----- Study material -----
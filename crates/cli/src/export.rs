//! Joined CSV tables for a finished linkage run.
//!
//! Each table holds one row per pair: the two record indices, then every
//! raw column of the left record, then every raw column of the right record.
//! Column headers are prefixed with the source name (`zagat.name`).

use std::io::Write;
use std::path::{Path, PathBuf};

use visigrid_linkage::{Disposition, RecordPair, RecordSet};

/// File name for the table holding one disposition.
pub fn table_name(disposition: Disposition) -> &'static str {
    match disposition {
        Disposition::Match => "matches.csv",
        Disposition::Possible => "possibles.csv",
        Disposition::NonMatch => "nonmatches.csv",
    }
}

fn header(left: &RecordSet, right: &RecordSet) -> Vec<String> {
    let mut header = vec![
        format!("{}_index", left.source),
        format!("{}_index", right.source),
    ];
    header.extend(left.columns.iter().map(|c| format!("{}.{}", left.source, c)));
    header.extend(right.columns.iter().map(|c| format!("{}.{}", right.source, c)));
    header
}

/// Write one joined table to any writer.
pub fn write_pairs<W: Write>(
    writer: W,
    left: &RecordSet,
    right: &RecordSet,
    pairs: &[RecordPair],
) -> Result<(), String> {
    let mut wtr = csv::WriterBuilder::new().flexible(true).from_writer(writer);
    wtr.write_record(header(left, right)).map_err(|e| e.to_string())?;

    for pair in pairs {
        let a = left
            .get(pair.left)
            .ok_or_else(|| format!("left index {} out of range", pair.left))?;
        let b = right
            .get(pair.right)
            .ok_or_else(|| format!("right index {} out of range", pair.right))?;

        let mut row = vec![pair.left.to_string(), pair.right.to_string()];
        row.extend(a.raw.iter().cloned());
        row.extend(b.raw.iter().cloned());
        wtr.write_record(&row).map_err(|e| e.to_string())?;
    }

    wtr.flush().map_err(|e| e.to_string())
}

/// Write all three tables into `dir`, creating it if needed. Returns the
/// paths written, in match / possible / non-match order.
pub fn write_tables(
    dir: &Path,
    left: &RecordSet,
    right: &RecordSet,
    tables: [(Disposition, &[RecordPair]); 3],
) -> Result<Vec<PathBuf>, String> {
    std::fs::create_dir_all(dir)
        .map_err(|e| format!("cannot create {}: {e}", dir.display()))?;

    let mut written = Vec::with_capacity(tables.len());
    for (disposition, pairs) in tables {
        let path = dir.join(table_name(disposition));
        let file = std::fs::File::create(&path)
            .map_err(|e| format!("cannot create {}: {e}", path.display()))?;
        write_pairs(std::io::BufWriter::new(file), left, right, pairs)
            .map_err(|e| format!("write error in {}: {e}", path.display()))?;
        written.push(path);
    }
    Ok(written)
}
-----
Work instruction:
Keep every word the same and copy out all of the entries.

Result of the task:
filename crates/cli/src/export.rs
//! Joined CSV tables for a finished linkage run.
//!
//! Each table holds one row per pair: the two record indices, then every
//! raw column of the left record, then every raw column of the right record.
//! Column headers are prefixed with the source name (`zagat.name`).

use std::io::Write;
use std::path::{Path, PathBuf};

use visigrid_linkage::{Disposition, RecordPair, RecordSet};

/// File name for the table holding one disposition.
pub fn table_name(disposition: Disposition) -> &'static str {
    match disposition {
        Disposition::Match => "matches.csv",
        Disposition::Possible => "possibles.csv",
        Disposition::NonMatch => "nonmatches.csv",
    }
}

fn header(left: &RecordSet, right: &RecordSet) -> Vec<String> {
    let mut header = vec![
        format!("{}_index", left.source),
        format!("{}_index", right.source),
    ];
    header.extend(left.columns.iter().map(|c| format!("{}.{}", left.source, c)));
    header.extend(right.columns.iter().map(|c| format!("{}.{}", right.source, c)));
    header
}

/// Write one joined table to any writer.
pub fn write_pairs<W: Write>(
    writer: W,
    left: &RecordSet,
    right: &RecordSet,
    pairs: &[RecordPair],
) -> Result<(), String> {
    let mut wtr = csv::WriterBuilder::new().flexible(true).from_writer(writer);
    wtr.write_record(header(left, right)).map_err(|e| e.to_string())?;

    for pair in pairs {
        let a = left
            .get(pair.left)
            .ok_or_else(|| format!("left index {} out of range", pair.left))?;
        let b = right
            .get(pair.right)
            .ok_or_else(|| format!("right index {} out of range", pair.right))?;

        let mut row = vec![pair.left.to_string(), pair.right.to_string()];
        row.extend(a.raw.iter().cloned());
        row.extend(b.raw.iter().cloned());
        wtr.write_record(&row).map_err(|e| e.to_string())?;
    }

    wtr.flush().map_err(|e| e.to_string())
}

/// Write all three tables into `dir`, creating it if needed. Returns the
/// paths written, in match / possible / non-match order.
pub fn write_tables(
    dir: &Path,
    left: &RecordSet,
    right: &RecordSet,
    tables: [(Disposition, &[RecordPair]); 3],
) -> Result<Vec<PathBuf>, String> {
    std::fs::create_dir_all(dir)
        .map_err(|e| format!("cannot create {}: {e}", dir.display()))?;

    let mut written = Vec::with_capacity(tables.len());
    for (disposition, pairs) in tables {
        let path = dir.join(table_name(disposition));
        let file = std::fs::File::create(&path)
            .map_err(|e| format!("cannot create {}: {e}", path.display()))?;
        write_pairs(std::io::BufWriter::new(file), left, right, pairs)
            .map_err(|e| format!("write error in {}: {e}", path.display()))?;
        written.push(path);
    }
    Ok(written)
}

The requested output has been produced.